The government of India in partnership with the National Payments Corporation of India (NPCI) launched the *99# service in 2012. It is a convenient way for any GSM mobile phone user to know his or her bank account details and transfer funds using the phone number registered with the banking service.
The *99# service has been around since the last four years, but it is not something banks openly advertise when you're opening an account. Maybe it is present in those terms and conditions documents, in tiny fonts, which many of us don't bother reading. The only other reason one can think of is, banks want to push their own apps for all the functions offered by this service.
The *99# number is an unstructured supplementary service data (USSD) based mobile banking service which brings together NPCI along with banks and telcos. According to the NPCI website, this is the list of participating banks, participating telcos and multi-lingual codes for the *99# service. Using the *99# service, you can check your account balance, mini statement, send money using MMID, send money using IFSC and generate MPIN. It uses your voice connectivity service to transmit data in the form of SMS. And there are no additional charges on roaming to use this service. It can even work on feature phones which do not have internet data connectivity - this is a definite plus for those still not using smartphones and in effect having no access to the bank's mobile application. It works 24x7 and even on bank holidays.

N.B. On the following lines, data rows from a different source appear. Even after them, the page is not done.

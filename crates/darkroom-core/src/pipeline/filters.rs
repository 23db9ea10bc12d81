//! The filter pipeline: a pure function from (raster, spec) to raster.
//!
//! Steps run in a fixed order and each is skipped when its parameter is
//! unset: tone (brightness/contrast), saturation, vintage, sharpen, blur,
//! edge overlay, face overlay. Photometric adjustments come first so the
//! stylistic and structural passes see the adjusted tones.

use image::{imageops, GrayImage, Rgb, RgbImage};
use imageproc::distance_transform::Norm;
use imageproc::drawing::draw_hollow_rect_mut;
use imageproc::rect::Rect;
use std::sync::Arc;

use super::face::{FaceDetector, FaceRegion};
use super::kernel::{convolve_3x3, gaussian_blur, hsv_to_rgb, rgb_to_hsv};
use super::spec::FilterSpec;

const SHARPEN_KERNEL: [f32; 9] = [0.0, -1.0, 0.0, -1.0, 5.0, -1.0, 0.0, -1.0, 0.0];

/// Rows produce R', G', B' from (R, G, B). Red and blue weights sit in
/// BGR order, which keeps output identical to the legacy service.
const SEPIA: [[f32; 3]; 3] = [
    [0.189, 0.769, 0.393],
    [0.168, 0.686, 0.349],
    [0.131, 0.534, 0.272],
];
const VINTAGE_ORIGINAL_WEIGHT: f32 = 0.85;
const VINTAGE_SEPIA_WEIGHT: f32 = 0.15;

const CANNY_LOW: f32 = 100.0;
const CANNY_HIGH: f32 = 200.0;
const EDGE_WEIGHT: f32 = 0.35;
const MARKER_COLOR: Rgb<u8> = Rgb([0, 255, 0]);

/// Applies a [`FilterSpec`] to decoded rasters.
#[derive(Clone, Default)]
pub struct FilterPipeline {
    face_detector: Option<Arc<dyn FaceDetector>>,
}

impl FilterPipeline {
    /// Pipeline without a face detector: face overlay becomes a no-op.
    pub fn new() -> Self {
        Self::default()
    }

    /// Pipeline that uses `detector` for the face overlay step.
    pub fn with_face_detector(detector: Arc<dyn FaceDetector>) -> Self {
        Self {
            face_detector: Some(detector),
        }
    }

    /// Run every enabled step over `image`.
    pub fn apply(&self, image: RgbImage, spec: &FilterSpec) -> RgbImage {
        let mut out = image;

        if spec.brightness().is_some() || spec.contrast().is_some() {
            adjust_tone(&mut out, spec.brightness(), spec.contrast());
        }
        if let Some(saturation) = spec.saturation() {
            scale_saturation(&mut out, f32::from(saturation) / 50.0);
        }
        if spec.vintage() {
            apply_vintage(&mut out);
        }
        if spec.sharpen() {
            out = convolve_3x3(&out, &SHARPEN_KERNEL);
        }
        if let Some(ksize) = spec.blur_kernel_size() {
            out = gaussian_blur(&out, ksize);
        }
        if spec.edge_detect() {
            overlay_edges(&mut out);
        }
        if spec.face_detect() {
            self.overlay_faces(&mut out);
        }

        out
    }

    fn overlay_faces(&self, image: &mut RgbImage) {
        let Some(detector) = &self.face_detector else {
            tracing::debug!("Face overlay requested but no detector is configured");
            return;
        };
        let gray = imageops::grayscale(&*image);
        let faces = detector.detect(&gray);
        tracing::trace!("  Faces: {}", faces.len());
        for face in faces {
            draw_marker(image, face);
        }
    }
}

/// `clamp(v * contrast + offset)` with contrast `c/50` and offset `b-50`.
/// An unset parameter is neutral.
fn adjust_tone(image: &mut RgbImage, brightness: Option<u8>, contrast: Option<u8>) {
    let gain = contrast.map_or(1.0, |c| f32::from(c) / 50.0);
    let offset = brightness.map_or(0.0, |b| f32::from(b) - 50.0);

    let mut lut = [0u8; 256];
    for (v, slot) in lut.iter_mut().enumerate() {
        *slot = (v as f32 * gain + offset).round().clamp(0.0, 255.0) as u8;
    }
    for px in image.pixels_mut() {
        for c in px.0.iter_mut() {
            *c = lut[*c as usize];
        }
    }
}

fn scale_saturation(image: &mut RgbImage, factor: f32) {
    for px in image.pixels_mut() {
        let (h, s, v) = rgb_to_hsv(*px);
        *px = hsv_to_rgb(h, (s * factor).clamp(0.0, 1.0), v);
    }
}

fn apply_vintage(image: &mut RgbImage) {
    for px in image.pixels_mut() {
        let rgb = px.0.map(f32::from);
        let mut blended = [0u8; 3];
        for (c, row) in SEPIA.iter().enumerate() {
            let sepia = (row[0] * rgb[0] + row[1] * rgb[1] + row[2] * rgb[2])
                .round()
                .min(255.0);
            blended[c] = (VINTAGE_ORIGINAL_WEIGHT * rgb[c] + VINTAGE_SEPIA_WEIGHT * sepia)
                .round()
                .clamp(0.0, 255.0) as u8;
        }
        *px = Rgb(blended);
    }
}

/// Canny edges, thickened by one pixel, painted green on a copy of the image.
/// The copy is added back at `EDGE_WEIGHT` with saturation, so the whole
/// image brightens by that factor and edges pick up a green cast.
fn overlay_edges(image: &mut RgbImage) {
    let gray = imageops::grayscale(&*image);
    let edges = imageproc::edges::canny(&gray, CANNY_LOW, CANNY_HIGH);
    let edges: GrayImage = imageproc::morphology::dilate(&edges, Norm::L1, 1);

    for (px, edge) in image.pixels_mut().zip(edges.pixels()) {
        let overlay = if edge[0] == 0 { *px } else { MARKER_COLOR };
        for c in 0..3 {
            let sum = f32::from(px[c]) + EDGE_WEIGHT * f32::from(overlay[c]);
            px[c] = sum.round().min(255.0) as u8;
        }
    }
}

/// Two-pixel hollow rectangle around a detected face.
fn draw_marker(image: &mut RgbImage, face: FaceRegion) {
    if face.width == 0 || face.height == 0 {
        return;
    }
    draw_hollow_rect_mut(
        image,
        Rect::at(face.x, face.y).of_size(face.width, face.height),
        MARKER_COLOR,
    );
    if face.width > 2 && face.height > 2 {
        draw_hollow_rect_mut(
            image,
            Rect::at(face.x + 1, face.y + 1).of_size(face.width - 2, face.height - 2),
            MARKER_COLOR,
        );
    }
}

#[cfg(test)]
mod tests {
    use super::*;
    use crate::pipeline::spec::FilterParams;

    fn spec(params: FilterParams) -> FilterSpec {
        FilterSpec::new(params).unwrap()
    }

    fn mean(image: &RgbImage) -> f64 {
        let total: u64 = image.as_raw().iter().map(|&v| u64::from(v)).sum();
        total as f64 / image.as_raw().len() as f64
    }

    fn gradient(width: u32, height: u32) -> RgbImage {
        RgbImage::from_fn(width, height, |x, y| {
            Rgb([(x * 7 % 256) as u8, (y * 5 % 256) as u8, ((x + y) * 3 % 256) as u8])
        })
    }

    /// Left half `left`, right half `right`.
    fn split(width: u32, height: u32, left: u8, right: u8) -> RgbImage {
        RgbImage::from_fn(width, height, |x, _| {
            if x < width / 2 {
                Rgb([left; 3])
            } else {
                Rgb([right; 3])
            }
        })
    }

    #[test]
    fn test_empty_spec_is_identity() {
        let img = gradient(32, 24);
        let out = FilterPipeline::new().apply(img.clone(), &FilterSpec::default());
        assert_eq!(out, img);
    }

    #[test]
    fn test_neutral_tone_is_identity() {
        let img = gradient(32, 24);
        let s = spec(FilterParams {
            brightness: Some(50),
            contrast: Some(50),
            ..Default::default()
        });
        assert_eq!(FilterPipeline::new().apply(img.clone(), &s), img);
    }

    #[test]
    fn test_neutral_saturation_is_identity_within_rounding() {
        let img = gradient(32, 24);
        let s = spec(FilterParams {
            saturation: Some(50),
            ..Default::default()
        });
        let out = FilterPipeline::new().apply(img.clone(), &s);
        for (a, b) in out.as_raw().iter().zip(img.as_raw()) {
            assert!(a.abs_diff(*b) <= 1);
        }
    }

    #[test]
    fn test_zero_contrast_flattens_to_offset() {
        let img = gradient(16, 16);
        let s = spec(FilterParams {
            contrast: Some(0),
            brightness: Some(80),
            ..Default::default()
        });
        let out = FilterPipeline::new().apply(img, &s);
        assert!(out.as_raw().iter().all(|&v| v == 30));
    }

    #[test]
    fn test_tone_clamps() {
        let img = RgbImage::from_pixel(4, 4, Rgb([200, 10, 128]));
        let s = spec(FilterParams {
            contrast: Some(100),
            ..Default::default()
        });
        let out = FilterPipeline::new().apply(img, &s);
        assert_eq!(*out.get_pixel(0, 0), Rgb([255, 20, 255]));
    }

    #[test]
    fn test_brightness_and_blur_on_gray_square() {
        let img = RgbImage::from_pixel(100, 100, Rgb([128, 128, 128]));
        let s = spec(FilterParams {
            brightness: Some(70),
            blur: Some(4),
            ..Default::default()
        });
        assert_eq!(s.blur_kernel_size(), Some(5));

        let out = FilterPipeline::new().apply(img.clone(), &s);
        assert!(mean(&out) > mean(&img));
        assert_eq!(*out.get_pixel(50, 50), Rgb([148, 148, 148]));
    }

    #[test]
    fn test_zero_saturation_desaturates() {
        let img = RgbImage::from_pixel(4, 4, Rgb([200, 40, 40]));
        let s = spec(FilterParams {
            saturation: Some(0),
            ..Default::default()
        });
        let out = FilterPipeline::new().apply(img, &s);
        let px = out.get_pixel(0, 0);
        assert_eq!(px[0], px[1]);
        assert_eq!(px[1], px[2]);
    }

    #[test]
    fn test_vintage_warms_neutral_gray() {
        let img = RgbImage::from_pixel(4, 4, Rgb([100, 100, 100]));
        let s = spec(FilterParams {
            vintage: Some(true),
            ..Default::default()
        });
        let px = *FilterPipeline::new().apply(img, &s).get_pixel(0, 0);
        assert!(px[0] > px[2], "sepia should push red above blue: {px:?}");
    }

    #[test]
    fn test_sharpen_increases_edge_contrast() {
        let img = RgbImage::from_fn(10, 10, |x, _| {
            if x < 5 {
                Rgb([100, 100, 100])
            } else {
                Rgb([150, 150, 150])
            }
        });
        let s = spec(FilterParams {
            sharpen: Some(true),
            ..Default::default()
        });
        let out = FilterPipeline::new().apply(img, &s);
        assert!(out.get_pixel(4, 5)[0] < 100);
        assert!(out.get_pixel(5, 5)[0] > 150);
        assert_eq!(out.get_pixel(0, 5)[0], 100);
    }

    #[test]
    fn test_vintage_keeps_legacy_channel_order() {
        let img = RgbImage::from_pixel(2, 2, Rgb([255, 0, 0]));
        let s = spec(FilterParams {
            vintage: Some(true),
            ..Default::default()
        });
        let out = FilterPipeline::new().apply(img, &s);
        assert_eq!(*out.get_pixel(0, 0), Rgb([224, 6, 5]));
    }

    #[test]
    fn test_edge_overlay_adds_weighted_copy() {
        let img = split(40, 40, 100, 200);
        let s = spec(FilterParams {
            edge_detect: Some(true),
            ..Default::default()
        });
        let out = FilterPipeline::new().apply(img.clone(), &s);

        // Away from the boundary every channel gains 35% and saturates
        assert_eq!(*out.get_pixel(2, 20), Rgb([135, 135, 135]));
        assert_eq!(*out.get_pixel(37, 20), Rgb([255, 255, 255]));
    }

    #[test]
    fn test_edge_overlay_adds_green_on_edges() {
        let img = split(40, 40, 0, 200);
        let s = spec(FilterParams {
            edge_detect: Some(true),
            ..Default::default()
        });
        let out = FilterPipeline::new().apply(img, &s);

        assert_eq!(*out.get_pixel(2, 20), Rgb([0, 0, 0]));
        assert_eq!(*out.get_pixel(19, 20), Rgb([0, 89, 0]));
    }

    #[test]
    fn test_edge_overlay_flat_image_brightens_uniformly() {
        let img = RgbImage::from_pixel(20, 20, Rgb([100, 100, 100]));
        let s = spec(FilterParams {
            edge_detect: Some(true),
            ..Default::default()
        });
        let out = FilterPipeline::new().apply(img, &s);
        assert!(out.pixels().all(|px| *px == Rgb([135, 135, 135])));
    }

    struct FixedDetector(Vec<FaceRegion>);

    impl FaceDetector for FixedDetector {
        fn detect(&self, _gray: &GrayImage) -> Vec<FaceRegion> {
            self.0.clone()
        }
    }

    #[test]
    fn test_face_overlay_without_detector_is_noop() {
        let img = gradient(32, 32);
        let s = spec(FilterParams {
            face_detect: Some(true),
            ..Default::default()
        });
        assert_eq!(FilterPipeline::new().apply(img.clone(), &s), img);
    }

    #[test]
    fn test_face_overlay_draws_two_pixel_marker() {
        let img = RgbImage::from_pixel(40, 40, Rgb([10, 10, 10]));
        let detector = Arc::new(FixedDetector(vec![FaceRegion {
            x: 5,
            y: 5,
            width: 20,
            height: 20,
        }]));
        let s = spec(FilterParams {
            face_detect: Some(true),
            ..Default::default()
        });
        let out = FilterPipeline::with_face_detector(detector).apply(img, &s);

        assert_eq!(*out.get_pixel(5, 5), MARKER_COLOR);
        assert_eq!(*out.get_pixel(6, 6), MARKER_COLOR);
        assert_eq!(*out.get_pixel(15, 15), Rgb([10, 10, 10]));
        assert_eq!(*out.get_pixel(0, 0), Rgb([10, 10, 10]));
    }

    #[test]
    fn test_pipeline_is_deterministic() {
        let img = gradient(48, 32);
        let s = spec(FilterParams {
            brightness: Some(60),
            contrast: Some(55),
            saturation: Some(70),
            vintage: Some(true),
            sharpen: Some(true),
            blur: Some(3),
            edge_detect: Some(true),
            ..Default::default()
        });
        let pipeline = FilterPipeline::new();
        assert_eq!(pipeline.apply(img.clone(), &s), pipeline.apply(img, &s));
    }
}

While these services are quite convenient, the entire thing is predicated on the fact your mobile phone / SIM card is always with you. It does stress on the importance of always having a lock on your smartphone, to prevent misuse. And let's face it, we are careless with locking our phones at all times.
But despite four years of being into existence, there is no sort of user validation once you fire up the *99# service for checking account balance and mini statement.
For instance, after entering your bank name and selecting say option '1. Account Balance', you simply get an SMS response with your account balance. Same goes for option '2. Mini statement'. There is no request for putting in a separate PIN. So if someone who has access to your unlocked phone, he or she can easily find out your account balance.
For many, that may not be such a big deal. But to others, even knowledge of their account balance to others can be a matter of great concern. And certainly mini statement which gives details of the last five transactions being shown without any authentication is something to worry about.
Thankfully, fund transfers are protected via a mobile PIN (MPIN) number which the account holder can generate and use. Even while generating MPIN's, according to the NPCI FAQs page, some banks may require you to enter additional data such as last four digits of your account number. The omission of this MPIN authentication while viewing account balance and mini statement is surprising.
The objective may be noble - to let anyone with a GSM number get quick information regarding their bank details. One may also argue that getting access to an unlocked smartphone could give the intruder access to a lot more things, so it is pertinent that a user always takes measures to keep his or her phone secure. Having said that, bank account balance and bank statements are things that are very personal, and should ideally under no circumstances be visible to someone other than the account holder.